Edge computing IoT will make it all possible. Not only will it empower IoT healthcare devices, it will facilitate the software applications used by telemedicine programs that allow doctors to reach previously underserved patients and provide fast, convenient evaluations over mobile devices. Data centers implementing edge architecture can also help healthcare providers and their technology partners meet the complex compliance standards that protect patient healthcare data. For all these reasons, healthcare remains one of the most exciting edge computing examples.
Although the overall market for augmented reality (AR) and virtual reality (VR) headsets declined in early 2018, industry experts expect it to not only rebound, but explode by 2022. Over the next few years, lower cost wearable devices will find their way into homes, opening up an entirely new interactive digital experience for consumers. Smartphones are already providing innovative AR experiences, but AR-enabled headsets will open up exciting new possibilities for the technology.
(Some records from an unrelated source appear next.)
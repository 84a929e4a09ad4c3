//! Background poll task.
//!
//! Issues `FETCH_RECORDS` once right away, then on a fixed interval. Each
//! issuance advances and persists the watermark before any answer arrives.

use sitesync_core::WatermarkTracker;
use sitesync_types::{ChannelMessage, Watermark};
use std::sync::Arc;
use std::time::Duration;
use tokio::sync::watch;
use tokio::task::JoinHandle;
use tokio::time::{interval, MissedTickBehavior};

use crate::channel::Channel;
use crate::clock::Clock;
use crate::store::StateStore;

/// Handle to a running poll task.
///
/// Dropping the handle cancels the task.
#[derive(Debug)]
pub struct PollHandle {
    task: JoinHandle<()>,
    watermark: watch::Receiver<Watermark>,
}

impl PollHandle {
    /// Stop polling. Safe to call any number of times.
    pub fn cancel(&self) {
        self.task.abort();
    }

    /// Whether the task has ended.
    pub fn is_finished(&self) -> bool {
        self.task.is_finished()
    }

    /// The watermark after the latest issuance.
    pub fn watermark(&self) -> Watermark {
        *self.watermark.borrow()
    }
}

impl Drop for PollHandle {
    fn drop(&mut self) {
        self.task.abort();
    }
}

/// Spawn the poll task.
pub fn spawn_poll_task(
    channel: Arc<dyn Channel>,
    store: Arc<dyn StateStore>,
    clock: Arc<dyn Clock>,
    mut tracker: WatermarkTracker,
    period: Duration,
) -> PollHandle {
    let (watermark_tx, watermark_rx) = watch::channel(tracker.current());

    let task = tokio::spawn(async move {
        tracing::info!(
            "Poll task started (interval: {}s, since: {})",
            period.as_secs(),
            tracker.current()
        );

        let mut timer = interval(period);
        timer.set_missed_tick_behavior(MissedTickBehavior::Delay);

        loop {
            timer.tick().await;

            let now = clock.now();
            let request = tracker.issue(now);
            let _ = watermark_tx.send(now);

            if let Err(e) = store.save_watermark(now).await {
                tracing::warn!("Failed to persist watermark {}: {}", now, e);
            }

            let frame = match ChannelMessage::FetchRecords(request).to_bytes() {
                Ok(frame) => frame,
                Err(e) => {
                    tracing::error!("Failed to encode fetch request: {}", e);
                    continue;
                }
            };
            match channel.send(&frame).await {
                Ok(()) => tracing::debug!("Fetch issued, watermark now {}", now),
                Err(e) => tracing::warn!("Fetch request not sent: {}", e),
            }
        }
    });

    PollHandle {
        task,
        watermark: watermark_rx,
    }
}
Without an edge computing network, however, those digital interactions will be a latency-plagued mess. A network of edge data centers will make it possible for AR devices to provide a seamless and fully-functional experience. While mobile gaming and social media apps have been the primary beneficiaries of AR technology thus far, edge computing framework will greatly improve its viability, unlocking a variety of additional applications for consumers.
Cities around the world are investing in exciting new technologies that could potentially transform their transportation and communications infrastructure. Whether it takes the form of sensors designed to regulate traffic flow to reduce congestion or more sophisticated power grids that better regulate energy usage, smart city technology will fundamentally alter the way people interact with their urban environment. Combined with other innovations like autonomous vehicles and AR devices, these applications could also be scaled far beyond their original purpose.
With so much data being generated and processed in a high-density urban environment, it’s more important than ever for cities to embrace edge computing examples that handle that data as close to the source as possible. By handling processing functions locally on IoT edge devices and through a network of micro and edge data centers, cities will be able to continuously expand functionality without overburdening their existing data infrastructure. Integrating edge computing framework will also provide these networks with unmatched versatility that allows them to adapt to changing technology and roll out new innovations as the need arises.
These edge computing statistics have only scratched the surface of the technology’s potential. As IoT devices become more common and companies feel the pressure to expand the reach of their networks, edge computing architecture will be an attractive solution, allowing them to keep their infrastructure free of unnecessary data traffic and provide faster, more responsive services to end users. As these examples show, edge computing will play a huge role in the digital infrastructure of tomorrow.